Terri Holoman’s philanthropic footprint complements this systems-oriented approach with a strong cultural and community dimension.

A noted collector of African American art and an active board member of the California African American Museum, St. Anne’s Family Services, and the USC Black Alumni Association, she has long supported institutions that elevate underrepresented voices and address inequities at their roots.

“This is about creating meaningful change in the communities we call home,” she said. “Healthcare inequities are deeply tied to broader social realities, and addressing them requires intentional, sustained effort.”

The couple’s philanthropic philosophy aligns with a broader shift among high-net-worth donors who are moving beyond traditional capital campaigns toward targeted interventions in public health infrastructure.

At Cedars-Sinai, the Holoman gift will support efforts to expand diversity in clinical research participation, strengthen partnerships with local nonprofits, and deploy advanced data tools to track disparities in care and outcomes.

It also arrives at a moment of institutional transition and reflection.

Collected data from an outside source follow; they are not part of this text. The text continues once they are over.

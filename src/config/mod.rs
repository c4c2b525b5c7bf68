#[cfg(feature = "cli")]
pub mod cli;
pub mod toml_config;

#[cfg(feature = "cli")]
pub use cli::Cli;
pub use toml_config::{AppConfig, ResolverKind};
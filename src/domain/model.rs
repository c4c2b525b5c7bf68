use crate::utils::error::{GateError, Result};
use chrono::{DateTime, NaiveDate, Utc};
use regex::Regex;
use serde::{Deserialize, Serialize};
use std::collections::BTreeMap;
use std::fmt;
use std::sync::LazyLock;

static ZIP_PATTERN: LazyLock<Regex> = LazyLock::new(|| {
    // ASCII only; `\d` would also accept other Unicode digits
    Regex::new(r"^[0-9]{5}$").expect("static ZIP pattern is valid")
});

/// 五位數美國郵遞區號
#[derive(Debug, Clone, PartialEq, Eq, PartialOrd, Ord, Hash, Serialize, Deserialize)]
#[serde(try_from = "String", into = "String")]
pub struct ZipCode(String);

impl ZipCode {
    pub fn parse(value: &str) -> Result<Self> {
        if ZIP_PATTERN.is_match(value) {
            Ok(Self(value.to_string()))
        } else {
            Err(GateError::InvalidZip {
                value: value.to_string(),
            })
        }
    }

    pub fn as_str(&self) -> &str {
        &self.0
    }
}

impl fmt::Display for ZipCode {
    fn fmt(&self, f: &mut fmt::Formatter<'_>) -> fmt::Result {
        f.write_str(&self.0)
    }
}

impl TryFrom<String> for ZipCode {
    type Error = GateError;

    fn try_from(value: String) -> Result<Self> {
        Self::parse(&value)
    }
}

impl From<ZipCode> for String {
    fn from(zip: ZipCode) -> Self {
        zip.0
    }
}

/// 管理員可選的服務半徑（英里）
#[derive(
    Debug, Clone, Copy, Default, PartialEq, Eq, PartialOrd, Ord, Hash, Serialize, Deserialize,
)]
#[serde(try_from = "u32", into = "u32")]
pub enum Radius {
    #[default]
    Twenty,
    Forty,
    Sixty,
    Eighty,
}

impl Radius {
    pub fn miles(self) -> u32 {
        match self {
            Radius::Twenty => 20,
            Radius::Forty => 40,
            Radius::Sixty => 60,
            Radius::Eighty => 80,
        }
    }

    /// Admin form input: anything that is not one of the allowed values becomes 20.
    pub fn from_form(input: &str) -> Self {
        input
            .trim()
            .parse::<u32>()
            .ok()
            .and_then(|miles| Radius::try_from(miles).ok())
            .unwrap_or_default()
    }
}

impl TryFrom<u32> for Radius {
    type Error = GateError;

    fn try_from(miles: u32) -> Result<Self> {
        match miles {
            20 => Ok(Radius::Twenty),
            40 => Ok(Radius::Forty),
            60 => Ok(Radius::Sixty),
            80 => Ok(Radius::Eighty),
            other => Err(GateError::InvalidConfigValueError {
                field: "radius_miles".to_string(),
                value: other.to_string(),
                reason: "Radius must be one of 20, 40, 60, 80".to_string(),
            }),
        }
    }
}

impl From<Radius> for u32 {
    fn from(radius: Radius) -> Self {
        radius.miles()
    }
}

impl fmt::Display for Radius {
    fn fmt(&self, f: &mut fmt::Formatter<'_>) -> fmt::Result {
        write!(f, "{}", self.miles())
    }
}

#[derive(Debug, Clone, PartialEq, Eq, Serialize, Deserialize)]
pub struct ServiceAreaEntry {
    #[serde(rename = "zip")]
    pub zip_code: ZipCode,
    pub radius_miles: Radius,
}

impl ServiceAreaEntry {
    pub fn new(zip_code: ZipCode, radius_miles: Radius) -> Self {
        Self {
            zip_code,
            radius_miles,
        }
    }
}

/// Snapshot of the admin-configured service areas, one radius per ZIP.
///
/// Iteration is ordered by ZIP so that evaluation never depends on storage order.
#[derive(Debug, Clone, Default, PartialEq, Eq)]
pub struct ServiceAreaConfig {
    entries: BTreeMap<ZipCode, Radius>,
}

impl ServiceAreaConfig {
    pub fn new() -> Self {
        Self::default()
    }

    /// Builds a snapshot from a list that may contain the same ZIP more than once.
    pub fn from_entries<I: IntoIterator<Item = ServiceAreaEntry>>(entries: I) -> Self {
        let mut config = Self::new();
        for entry in entries {
            config.insert(entry);
        }
        config
    }

    /// Adds an entry; a duplicate ZIP keeps the larger of the two radii.
    pub fn insert(&mut self, entry: ServiceAreaEntry) {
        self.entries
            .entry(entry.zip_code)
            .and_modify(|radius| *radius = (*radius).max(entry.radius_miles))
            .or_insert(entry.radius_miles);
    }

    /// Explicit upsert: replaces any existing radius for the ZIP.
    pub fn set(&mut self, entry: ServiceAreaEntry) -> Option<Radius> {
        self.entries.insert(entry.zip_code, entry.radius_miles)
    }

    pub fn remove(&mut self, zip: &ZipCode) -> Option<Radius> {
        self.entries.remove(zip)
    }

    pub fn get(&self, zip: &ZipCode) -> Option<Radius> {
        self.entries.get(zip).copied()
    }

    pub fn entries(&self) -> impl Iterator<Item = ServiceAreaEntry> + '_ {
        self.entries
            .iter()
            .map(|(zip, radius)| ServiceAreaEntry::new(zip.clone(), *radius))
    }

    pub fn len(&self) -> usize {
        self.entries.len()
    }

    pub fn is_empty(&self) -> bool {
        self.entries.is_empty()
    }
}

#[derive(Debug, Clone, Copy, PartialEq, Serialize, Deserialize)]
#[serde(try_from = "RawCoordinate")]
pub struct Coordinate {
    pub latitude: f64,
    pub longitude: f64,
}

#[derive(Deserialize)]
struct RawCoordinate {
    latitude: f64,
    longitude: f64,
}

impl TryFrom<RawCoordinate> for Coordinate {
    type Error = GateError;

    fn try_from(raw: RawCoordinate) -> Result<Self> {
        Self::new(raw.latitude, raw.longitude)
    }
}

impl Coordinate {
    pub fn new(latitude: f64, longitude: f64) -> Result<Self> {
        if !(-90.0..=90.0).contains(&latitude) || !(-180.0..=180.0).contains(&longitude) {
            return Err(GateError::ValidationError {
                message: format!("Coordinate out of range: ({}, {})", latitude, longitude),
            });
        }
        Ok(Self {
            latitude,
            longitude,
        })
    }
}

#[derive(Debug, Clone, Copy, PartialEq, Eq, Serialize, Deserialize)]
#[serde(rename_all = "snake_case")]
pub enum DecisionReason {
    Matched,
    OutOfRange,
    ConfigEmpty,
}

#[derive(Debug, Clone, PartialEq, Serialize, Deserialize)]
pub struct GateDecision {
    pub accepted: bool,
    pub matched_entry: Option<ServiceAreaEntry>,
    pub distance_miles: Option<f64>,
    pub reason: DecisionReason,
}

impl GateDecision {
    pub fn matched(entry: ServiceAreaEntry, distance_miles: f64) -> Self {
        Self {
            accepted: true,
            matched_entry: Some(entry),
            distance_miles: Some(distance_miles),
            reason: DecisionReason::Matched,
        }
    }

    pub fn rejected(reason: DecisionReason) -> Self {
        Self {
            accepted: false,
            matched_entry: None,
            distance_miles: None,
            reason,
        }
    }
}

#[derive(Debug, Clone, Copy, PartialEq, Eq, Serialize, Deserialize)]
#[serde(rename_all = "lowercase")]
pub enum LeadStatus {
    New,
    Scheduled,
    Completed,
    Rejected,
}

impl fmt::Display for LeadStatus {
    fn fmt(&self, f: &mut fmt::Formatter<'_>) -> fmt::Result {
        let s = match self {
            LeadStatus::New => "new",
            LeadStatus::Scheduled => "scheduled",
            LeadStatus::Completed => "completed",
            LeadStatus::Rejected => "rejected",
        };
        f.write_str(s)
    }
}

/// Raw contact-form fields as submitted by a visitor.
#[derive(Debug, Clone, Default, Serialize, Deserialize)]
pub struct ContactSubmission {
    pub name: String,
    pub email: String,
    pub phone: Option<String>,
    pub zip: String,
    pub address: Option<String>,
    pub service: Option<String>,
    pub message: Option<String>,
}

#[derive(Debug, Clone, PartialEq, Serialize, Deserialize)]
pub struct Lead {
    pub id: u64,
    pub name: String,
    pub email: String,
    pub phone: Option<String>,
    pub zip: String,
    pub address: Option<String>,
    pub service: Option<String>,
    pub message: Option<String>,
    pub status: LeadStatus,
    pub matched_zip: Option<String>,
    pub distance_miles: Option<f64>,
    pub created_at: DateTime<Utc>,
    /// Weekly subscriber: completing the lead books the next visit.
    #[serde(default)]
    pub recurring: bool,
    #[serde(default)]
    pub follow_up_date: Option<NaiveDate>,
}

/// Provider lead views. The default hides finished work.
#[derive(Debug, Clone, Copy, Default, PartialEq, Eq)]
pub enum LeadFilter {
    #[default]
    Active,
    Completed,
    Rejected,
    Subscribers,
    All,
}

impl LeadFilter {
    pub fn matches(self, lead: &Lead) -> bool {
        match self {
            LeadFilter::Active => !matches!(
                lead.status,
                LeadStatus::Completed | LeadStatus::Rejected
            ),
            LeadFilter::Completed => lead.status == LeadStatus::Completed,
            LeadFilter::Rejected => lead.status == LeadStatus::Rejected,
            LeadFilter::Subscribers => lead.recurring,
            LeadFilter::All => true,
        }
    }
}

impl std::str::FromStr for LeadFilter {
    type Err = GateError;

    fn from_str(s: &str) -> Result<Self> {
        match s.trim().to_ascii_lowercase().as_str() {
            "active" => Ok(LeadFilter::Active),
            "completed" => Ok(LeadFilter::Completed),
            "rejected" => Ok(LeadFilter::Rejected),
            "subscribers" => Ok(LeadFilter::Subscribers),
            "all" => Ok(LeadFilter::All),
            other => Err(GateError::ValidationError {
                message: format!("Unknown lead filter: {}", other),
            }),
        }
    }
}

/// What a provider can do with a lead.
#[derive(Debug, Clone, Copy, PartialEq, Eq)]
pub enum LeadAction {
    Complete,
    Reject,
    /// Schedule a follow-up for the next day.
    Tomorrow,
    /// Toggle the weekly subscription.
    Weekly,
}

impl std::str::FromStr for LeadAction {
    type Err = GateError;

    fn from_str(s: &str) -> Result<Self> {
        match s.trim().to_ascii_lowercase().as_str() {
            "complete" => Ok(LeadAction::Complete),
            "reject" => Ok(LeadAction::Reject),
            "tomorrow" => Ok(LeadAction::Tomorrow),
            "weekly" => Ok(LeadAction::Weekly),
            other => Err(GateError::ValidationError {
                message: format!("Unknown lead action: {}", other),
            }),
        }
    }
}

#[derive(Debug, Clone, Copy, Default, PartialEq, Eq, Serialize)]
pub struct LeadStats {
    pub completed: usize,
    pub rejected: usize,
    pub subscribers: usize,
}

The endowed chair held by Harris builds on the legacy of Linda Burnes Bolton, Cedars-Sinai’s inaugural chief health equity officer, whose work helped formalize the organization’s commitment to equity beginning in 2019.

By underwriting both leadership and long-term programming, the Holomans are effectively helping to secure that mission across future generations of care delivery.

Cedars-Sinai leadership has framed the gift as both catalytic and corrective—an investment that enables the system to hold itself accountable while accelerating measurable progress. For donors like the Holomans, that accountability is central.

Their philanthropy is not simply about expanding access but about ensuring that outcomes improve in ways that can be tracked, analyzed, and sustained.

The couple was honored at a May gathering at the Waldorf Astoria Beverly Hills, a setting that underscored both their prominence within Los Angeles philanthropy and the growing visibility of health equity as a funding priority. Yet the ambition of their gift points well beyond a single institution or city.

By backing a model that integrates data, community engagement, and clinical practice, Eric and Terri Holoman are effectively placing a long-term bet on systemic change—one that reflects a broader recalibration in how major donors are choosing to influence the future of American healthcare.